Context distraction is when a context grows so long that the model overfocuses on the context, neglecting what it learned during training. In extreme cases, this resembles catastrophic forgetting; that is, the model effectively “forgets” its underlying knowledge and becomes overly attached to the information placed in front of it. Previous studies have shown that LLMs often lose focus when the prompt is extremely long.

The Gemini 2.5 agent, for example, supported a million-token window, but once its context grew beyond a certain point (on the order of 100,000 tokens in an experiment), it began to fixate on repeating its past actions instead of coming up with new solutions. In a sense, the agent became a prisoner of its extensive history. It kept looking at its long log of previous moves (the context) and mimicking them, rather than using its underlying training knowledge to devise fresh and novel strategies.

This is counterproductive. We want the model to use relevant context to help reasoning, not override its ability to think. Notably, even models with huge windows exhibit this context rot: Their performance degrades nonuniformly as more tokens are added. There appears to be an attention budget., Like humans with limited working memory, an LLM has a finite capacity to attend to tokens, and as that budget is stretched, its precision and focus drop.

As a mitigation, you can prevent context distraction using chunking, engineering the right information, regular context summarization, and evaluation and monitoring techniques to measure the accuracy of the response using scoring.

These methods keep the model grounded in both relevant context and its underlying training, reducing the risk of distraction and improving overall reasoning quality.

Context confusion

Context confusion is when superfluous content in the context is used by the model to generate a low-quality response.A prime example is giving an agent a large set of tools or API definitions that it might use. If many of those tools are unrelated to the current task, the model may still try to use them inappropriately, simply because they’re present in context. Experiments have found that providing more tools or documents can hurt performance if they’re not all needed. The agent starts making mistakes, like calling the wrong function or referencing irrelevant text.

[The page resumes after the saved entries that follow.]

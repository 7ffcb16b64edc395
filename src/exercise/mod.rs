mod dto;
pub mod handlers;
pub mod lookup;
pub mod met;
pub mod repo;
pub mod repo_types;
mod services;

use crate::state::AppState;
use axum::Router;

pub use repo_types::Exercise;

pub fn router() -> Router<AppState> {
    handlers::exercise_routes()
}
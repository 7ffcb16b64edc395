pub mod client;
mod dto;
pub mod handlers;

use crate::state::AppState;
use axum::Router;

pub use client::{Advisor, GeminiAdvisor};

pub fn router() -> Router<AppState> {
    handlers::advice_routes()
}
use axum::{
    extract::{rejection::JsonRejection, State},
    routing::post,
    Json, Router,
};
use tracing::{info, instrument, warn};

use super::{
    client::AdvisorError,
    dto::{MacroGrams, RecommendationRequest, RecommendationResponse},
};
use crate::{
    auth::AuthUser,
    energy::{Goal, MacroTargets},
    error::{AppError, AppResult},
    profile::ProfileRow,
    state::AppState,
};

pub fn advice_routes() -> Router<AppState> {
    Router::new().route("/ai-recommendation", post(recommend))
}

impl From<AdvisorError> for AppError {
    fn from(e: AdvisorError) -> Self {
        AppError::Upstream(e.to_string())
    }
}

impl From<MacroTargets> for MacroGrams {
    fn from(m: MacroTargets) -> Self {
        MacroGrams {
            protein: m.protein_g as f64,
            carbs: m.carbs_g as f64,
            fat: m.fat_g as f64,
        }
    }
}

pub(crate) fn build_prompt(goal: Goal, macros: MacroGrams, question: &str) -> String {
    format!(
        "You are a fitness and nutrition expert. The user is trying to {goal} weight.\n\
         Their target macros per day are:\n\
         - Protein: {}g\n\
         - Carbs: {}g\n\
         - Fat: {}g\n\n\
         Here's their question: {question}\n\n\
         Please give a clear, short recommendation (max 2 sentences).",
        macros.protein, macros.carbs, macros.fat,
    )
}

#[instrument(skip(state, payload))]
pub async fn recommend(
    State(state): State<AppState>,
    AuthUser(user_id): AuthUser,
    payload: Result<Json<RecommendationRequest>, JsonRejection>,
) -> AppResult<Json<RecommendationResponse>> {
    let Json(payload) = payload?;
    let question = payload.question.trim();
    if question.is_empty() {
        return Err(AppError::Validation("question is required".into()));
    }

    let (goal, macros) = match (payload.user_goal, payload.user_macros) {
        (Some(goal), Some(macros)) => (goal, macros),
        (goal, macros) => {
            let profile = ProfileRow::find(&state.db, user_id)
                .await?
                .ok_or(AppError::NotFound("User"))?;
            let goal = match goal {
                Some(g) => g,
                None => profile
                    .goal
                    .parse::<Goal>()
                    .map_err(|e| AppError::Internal(e.into()))?,
            };
            let macros = match macros.or_else(|| profile.tdee.map(|t| MacroTargets::from_tdee(t).into())) {
                Some(m) => m,
                None => {
                    warn!(%user_id, "no macros supplied and profile has no tdee");
                    return Err(AppError::Validation(
                        "Complete setup or send userMacros".into(),
                    ));
                }
            };
            (goal, macros)
        }
    };

    let answer = state
        .advisor
        .recommend(&build_prompt(goal, macros, question))
        .await?;
    info!(%user_id, %goal, "advisor answered");
    Ok(Json(RecommendationResponse { message: answer }))
}

#[cfg(test)]
mod tests {
    use super::*;

    #[test]
    fn prompt_carries_goal_macros_and_question() {
        let prompt = build_prompt(
            Goal::Lose,
            MacroGrams {
                protein: 150.0,
                carbs: 250.0,
                fat: 44.0,
            },
            "Is oatmeal fine before a run?",
        );
        assert!(prompt.contains("trying to lose weight"));
        assert!(prompt.contains("Protein: 150g"));
        assert!(prompt.contains("Carbs: 250g"));
        assert!(prompt.contains("Fat: 44g"));
        assert!(prompt.contains("Is oatmeal fine before a run?"));
        assert!(prompt.contains("max 2 sentences"));
    }

    #[test]
    fn profile_macros_convert_to_grams() {
        let grams = MacroGrams::from(MacroTargets::from_tdee(2000.0));
        assert_eq!(
            grams,
            MacroGrams {
                protein: 150.0,
                carbs: 250.0,
                fat: 44.0,
            }
        );
    }

    #[test]
    fn advisor_failures_are_upstream() {
        let err: AppError = AdvisorError::Status(503).into();
        assert!(matches!(err, AppError::Upstream(_)));
    }
}
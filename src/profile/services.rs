use tracing::debug;
use uuid::Uuid;

use super::{repo, repo_types::ProfileRow};
use crate::{
    energy::{EnergyBudget, Profile},
    error::{AppError, AppResult},
    state::AppState,
    weight::repo as weight_repo,
};

/// The setup weight becomes a log entry unless the log already ends with it,
/// so the profile weight keeps mirroring the latest entry.
pub(crate) fn needs_log_entry(latest_logged: Option<f64>, weight_kg: f64) -> bool {
    latest_logged != Some(weight_kg)
}

pub async fn complete_setup(
    st: &AppState,
    user_id: Uuid,
    profile: &Profile,
    budget: &EnergyBudget,
) -> AppResult<()> {
    let mut tx = st.db.begin().await?;
    ProfileRow::lock(&mut tx, user_id)
        .await?
        .ok_or(AppError::NotFound("User"))?;

    let latest = weight_repo::list_tx(&mut tx, user_id)
        .await?
        .last()
        .map(|e| e.weight_kg);
    if needs_log_entry(latest, profile.weight_kg) {
        debug!(%user_id, weight = profile.weight_kg, "setup weight appended to log");
        weight_repo::insert(&mut tx, user_id, profile.weight_kg).await?;
    }

    if !repo::save_setup(&mut tx, user_id, profile, budget).await? {
        return Err(AppError::NotFound("User"));
    }
    tx.commit().await?;
    Ok(())
}

#[cfg(test)]
mod tests {
    use super::*;

    #[test]
    fn empty_log_gets_the_setup_weight() {
        assert!(needs_log_entry(None, 80.0));
    }

    #[test]
    fn changed_weight_is_logged() {
        assert!(needs_log_entry(Some(80.0), 75.0));
    }

    #[test]
    fn matching_tail_is_not_duplicated() {
        assert!(!needs_log_entry(Some(75.0), 75.0));
    }
}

In one case, a small Llama 3.1 8B model failed a task when given 46 tools to consider but succeeded when given only 19 tools. The extra tools created confusion, even though the context was within length limits. The underlying issue is that any information in the prompt will be attended to by the model. If it doesn’t know to ignore something, that something could influence its output in undesired ways. Irrelevant bits can “steal” some of the model’s attention and lead it astray (for instance, an irrelevant document might cause the agent to answer a different question than asked). Context confusion often manifests as the model producing a low-quality response that integrates unrelated context. Refer to the research paper: Less is More: Optimizing Function Calling for LLM Execution on Edge Devices.

It reminds us that more context isn’t always better, especially if it’s not curated for relevance.

Context clash

Context clash occurs when parts of the context contradict each other, causing internal inconsistencies that derail the model’s reasoning. A clash can happen if the agent accumulates multiple pieces of information that are in conflict.

For example, imagine an agent that fetched data from two sources: One says Flight A departs at 5 PM, and the other says Flight A departs at 6 PM. If both facts end up in the context, the poor model has no way to know which is correct; it may get confused or produce an incorrect or non-similar answer.

Context clash also frequently occurs in multiturn conversations where the model’s earlier attempts at answering are still lingering in the context along with later refined information.

A research study by Microsoft and Salesforce shows that if you break a complex query into multiple chatbot turns (adding details gradually), the final accuracy drops significantly, compared to giving all details in a single prompt. Why? Because the early turns contain partial or incorrect intermediate answers from the model, and those remain in the context. When the model later tries to answer with all info, its memory still includes those wrong attempts, which conflict with the corrected info and lead it off track. Essentially, the conversation’s context clashes with itself. The model may inadvertently use an outdated piece of context (from an earlier turn) that doesn’t apply after new info is added.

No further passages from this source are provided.